Everything from the top of the data below through the line with "use tracing::debug;" should be duplicated exactly, and nothing past it.

Extracted information Block Start

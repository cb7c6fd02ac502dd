//! CSV adapters: bar source, appending trade log and summary report.

use crate::domain::backtest::BacktestResult;
use crate::domain::config::EngineConfig;
use crate::domain::error::TrendpilotError;
use crate::domain::ohlcv::Bar;
use crate::domain::position::TradeRecord;
use crate::ports::data_port::BarSource;
use crate::ports::report_port::ReportPort;
use crate::ports::trade_log_port::TradeLogSink;
use chrono::{NaiveDate, NaiveDateTime};
use std::fs::{self, OpenOptions};
use std::path::PathBuf;
use tracing::debug;

const TIMESTAMP_FORMAT: &str = "%Y-%m-%d %H:%M:%S";

pub const TRADE_LOG_HEADER: [&str; 9] = [
    "symbol",
    "entry_time",
    "entry_price",
    "size",
    "exit_time",
    "exit_price",
    "pnl",
    "return_pct",
    "exit_reason",
];

/// Reads `timestamp,open,high,low,close,volume` files.
///
/// `path` is either a single file or a directory holding `<SYMBOL>.csv`.
pub struct CsvAdapter {
    path: PathBuf,
}

impl CsvAdapter {
    pub fn new(path: impl Into<PathBuf>) -> Self {
        Self { path: path.into() }
    }

    fn csv_path(&self, symbol: &str) -> PathBuf {
        if self.path.is_dir() {
            self.path.join(format!("{symbol}.csv"))
        } else {
            self.path.clone()
        }
    }
}

pub fn parse_timestamp(value: &str) -> Option<NaiveDateTime> {
    let value = value.trim();
    NaiveDateTime::parse_from_str(value, TIMESTAMP_FORMAT)
        .ok()
        .or_else(|| {
            NaiveDate::parse_from_str(value, "%Y-%m-%d")
                .ok()
                .and_then(|d| d.and_hms_opt(0, 0, 0))
        })
}

fn field(record: &csv::StringRecord, index: usize, name: &str, line: u64) -> Result<f64, TrendpilotError> {
    record
        .get(index)
        .ok_or_else(|| TrendpilotError::Data {
            reason: format!("line {line}: missing {name} column"),
        })?
        .trim()
        .parse()
        .map_err(|e| TrendpilotError::Data {
            reason: format!("line {line}: invalid {name} value: {e}"),
        })
}

impl BarSource for CsvAdapter {
    fn fetch_bars(&self, symbol: &str) -> Result<Vec<Bar>, TrendpilotError> {
        let path = self.csv_path(symbol);
        let content = fs::read_to_string(&path).map_err(|e| TrendpilotError::Data {
            reason: format!("failed to read {}: {}", path.display(), e),
        })?;

        let mut rdr = csv::Reader::from_reader(content.as_bytes());
        let mut bars = Vec::new();

        for result in rdr.records() {
            let record = result?;
            let line = record.position().map(|p| p.line()).unwrap_or(0);

            let ts_str = record.get(0).ok_or_else(|| TrendpilotError::Data {
                reason: format!("line {line}: missing timestamp column"),
            })?;
            let timestamp = parse_timestamp(ts_str).ok_or_else(|| TrendpilotError::Data {
                reason: format!("line {line}: invalid timestamp '{ts_str}'"),
            })?;

            bars.push(Bar {
                timestamp,
                open: field(&record, 1, "open", line)?,
                high: field(&record, 2, "high", line)?,
                low: field(&record, 3, "low", line)?,
                close: field(&record, 4, "close", line)?,
                volume: field(&record, 5, "volume", line)?,
            });
        }

        bars.sort_by_key(|b| b.timestamp);
        if let Some(pair) = bars.windows(2).find(|w| w[0].timestamp >= w[1].timestamp) {
            return Err(TrendpilotError::Data {
                reason: format!("duplicate timestamp {} in {}", pair[1].timestamp, path.display()),
            });
        }

        debug!(symbol, bars = bars.len(), path = %path.display(), "loaded bars");
        Ok(bars)
    }
}

/// Appends closed trades to a CSV file, writing the header only when the
/// file is new or empty.
pub struct CsvTradeLog {
    path: PathBuf,
}

impl CsvTradeLog {
    pub fn new(path: impl Into<PathBuf>) -> Self {
        Self { path: path.into() }
    }
}

pub fn trade_row(trade: &TradeRecord) -> Vec<String> {
    vec![
        trade.symbol.clone(),
        trade.entry_time.format(TIMESTAMP_FORMAT).to_string(),
        format!("{:.4}", trade.entry_price),
        trade.size.to_string(),
        trade.exit_time.format(TIMESTAMP_FORMAT).to_string(),
        format!("{:.4}", trade.exit_price),
        format!("{:.2}", trade.pnl),
        format!("{:.2}", trade.return_pct),
        trade.exit_reason.clone(),
    ]
}

impl TradeLogSink for CsvTradeLog {
    fn record(&mut self, trade: &TradeRecord) -> Result<(), TrendpilotError> {
        let is_new = fs::metadata(&self.path).map(|m| m.len() == 0).unwrap_or(true);
        let file = OpenOptions::new()
            .create(true)
            .append(true)
            .open(&self.path)?;

        let mut wtr = csv::WriterBuilder::new()
            .has_headers(false)
            .from_writer(file);
        if is_new {
            wtr.write_record(TRADE_LOG_HEADER)?;
        }
        wtr.write_record(trade_row(trade))?;
        wtr.flush()?;
        Ok(())
    }
}

/// Two-column `metric,value` summary.
pub struct CsvReportAdapter;

impl ReportPort for CsvReportAdapter {
    fn write(
        &self,
        result: &BacktestResult,
        config: &EngineConfig,
        output_path: &str,
    ) -> Result<(), TrendpilotError> {
        let mut wtr = csv::Writer::from_path(output_path)?;
        wtr.write_record(["metric", "value"])?;
        wtr.write_record(["strategy", config.name.as_str()])?;
        wtr.write_record(["profile", config.profile.name()])?;
        wtr.write_record(["exit_policy", config.exit.name()])?;
        for (metric, value) in result.metrics.rows() {
            wtr.write_record([metric, value.as_str()])?;
        }
        wtr.write_record(["bar_failures", result.failures.len().to_string().as_str()])?;
        wtr.flush()?;
        Ok(())
    }
}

Extracted information Block End

Answer for this exercise:
repository cb7c6fd02ac502dd
//! CSV adapters: bar source, appending trade log and summary report.

use crate::domain::backtest::BacktestResult;
use crate::domain::config::EngineConfig;
use crate::domain::error::TrendpilotError;
use crate::domain::ohlcv::Bar;
use crate::domain::position::TradeRecord;
use crate::ports::data_port::BarSource;
use crate::ports::report_port::ReportPort;
use crate::ports::trade_log_port::TradeLogSink;
use chrono::{NaiveDate, NaiveDateTime};
use std::fs::{self, OpenOptions};
use std::path::PathBuf;
use tracing::debug;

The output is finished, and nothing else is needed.